• **TASK REQUIREMENTS**: Find out how many lines in the records have the string "Debug" in them, and state only that number.

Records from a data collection
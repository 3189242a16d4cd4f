//! Two-point envelopes over the tight and leaky leakage variants.
//!
//! The envelope is `(mean, min, max)` of the two variant values. It is not a
//! statistical interval, and a missing side is never filled from the other.

use std::collections::BTreeMap;

use serde::Serialize;
use tracing::warn;

use airshed_core::{AnalysisScope, ConfigurationKey, Leakage};

use super::response::{Metric, ResponseReport};

#[derive(Debug, Clone, Copy, PartialEq, Serialize)]
pub struct Envelope {
    pub mean: f64,
    pub lower: f64,
    pub upper: f64,
}

impl Envelope {
    pub fn from_pair(a: f64, b: f64) -> Self {
        Self {
            mean: (a + b) / 2.0,
            lower: a.min(b),
            upper: a.max(b),
        }
    }
}

/// Only one leakage variant produced a value.
#[derive(Debug, Clone, Copy, PartialEq, Eq, thiserror::Error)]
#[error("envelope incomplete: {available} variant has a value, {missing} does not")]
pub struct IncompleteEnvelope {
    pub available: Leakage,
    pub missing: Leakage,
}

/// Fold a tight/leaky pair. Both sides undefined is simply undefined;
/// exactly one side defined is an [`IncompleteEnvelope`].
pub fn fold(
    tight: Option<f64>,
    leaky: Option<f64>,
) -> std::result::Result<Option<Envelope>, IncompleteEnvelope> {
    match (tight, leaky) {
        (Some(t), Some(l)) => Ok(Some(Envelope::from_pair(t, l))),
        (None, None) => Ok(None),
        (Some(_), None) => Err(IncompleteEnvelope {
            available: Leakage::Tight,
            missing: Leakage::Leaky,
        }),
        (None, Some(_)) => Err(IncompleteEnvelope {
            available: Leakage::Leaky,
            missing: Leakage::Tight,
        }),
    }
}

/// Warning-level report that an aggregate was omitted because one variant
/// had nothing to contribute.
#[derive(Debug, Clone, PartialEq, Serialize)]
pub struct EnvelopeNotice {
    pub config: ConfigurationKey,
    pub scope: AnalysisScope,
    /// `None` when the whole variant is absent rather than a single metric.
    pub metric: Option<Metric>,
    pub available: Leakage,
    pub missing: Leakage,
    pub message: String,
}

/// Folds variant reports for one configuration and scope, collecting a
/// notice for every omitted aggregate.
#[derive(Debug)]
pub struct EnvelopeAggregator {
    config: ConfigurationKey,
    scope: AnalysisScope,
    notices: Vec<EnvelopeNotice>,
}

impl EnvelopeAggregator {
    pub fn new(config: ConfigurationKey, scope: AnalysisScope) -> Self {
        Self {
            config,
            scope,
            notices: Vec::new(),
        }
    }

    fn notify(&mut self, metric: Option<Metric>, gap: IncompleteEnvelope) {
        let message = match metric {
            Some(m) => format!("{m}: {gap}"),
            None => format!("no {} indoor series: {gap}", gap.missing),
        };
        warn!(
            config = %self.config,
            scope = %self.scope,
            missing = %gap.missing,
            "{message}"
        );
        self.notices.push(EnvelopeNotice {
            config: self.config.clone(),
            scope: self.scope,
            metric,
            available: gap.available,
            missing: gap.missing,
            message,
        });
    }

    /// Envelope of the per-metric means.
    pub fn aggregate(
        &mut self,
        tight: Option<&ResponseReport>,
        leaky: Option<&ResponseReport>,
    ) -> BTreeMap<Metric, Envelope> {
        let mut out = BTreeMap::new();
        match (tight, leaky) {
            (Some(t), Some(l)) => {
                for metric in Metric::ALL {
                    match fold(t.means.get(metric), l.means.get(metric)) {
                        Ok(Some(env)) => {
                            out.insert(metric, env);
                        }
                        Ok(None) => {}
                        Err(gap) => self.notify(Some(metric), gap),
                    }
                }
            }
            (None, None) => {}
            (t, _) => {
                let available = if t.is_some() { Leakage::Tight } else { Leakage::Leaky };
                self.notify(
                    None,
                    IncompleteEnvelope {
                        available,
                        missing: available.other(),
                    },
                );
            }
        }
        out
    }

    /// Envelopes of paired per-event values. Events where only one side is
    /// defined get no entry for that metric; the aggregate notice covers them.
    pub fn per_event(
        &self,
        tight: Option<&ResponseReport>,
        leaky: Option<&ResponseReport>,
    ) -> Vec<BTreeMap<Metric, Envelope>> {
        let (Some(t), Some(l)) = (tight, leaky) else {
            return Vec::new();
        };
        t.per_event
            .iter()
            .zip(&l.per_event)
            .map(|(te, le)| {
                Metric::ALL
                    .iter()
                    .filter_map(|&m| match fold(te.value(m), le.value(m)) {
                        Ok(Some(env)) => Some((m, env)),
                        _ => None,
                    })
                    .collect()
            })
            .collect()
    }

    pub fn notices(&self) -> &[EnvelopeNotice] {
        &self.notices
    }

    pub fn into_notices(self) -> Vec<EnvelopeNotice> {
        self.notices
    }
}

• **ANSWER SPACE**: 4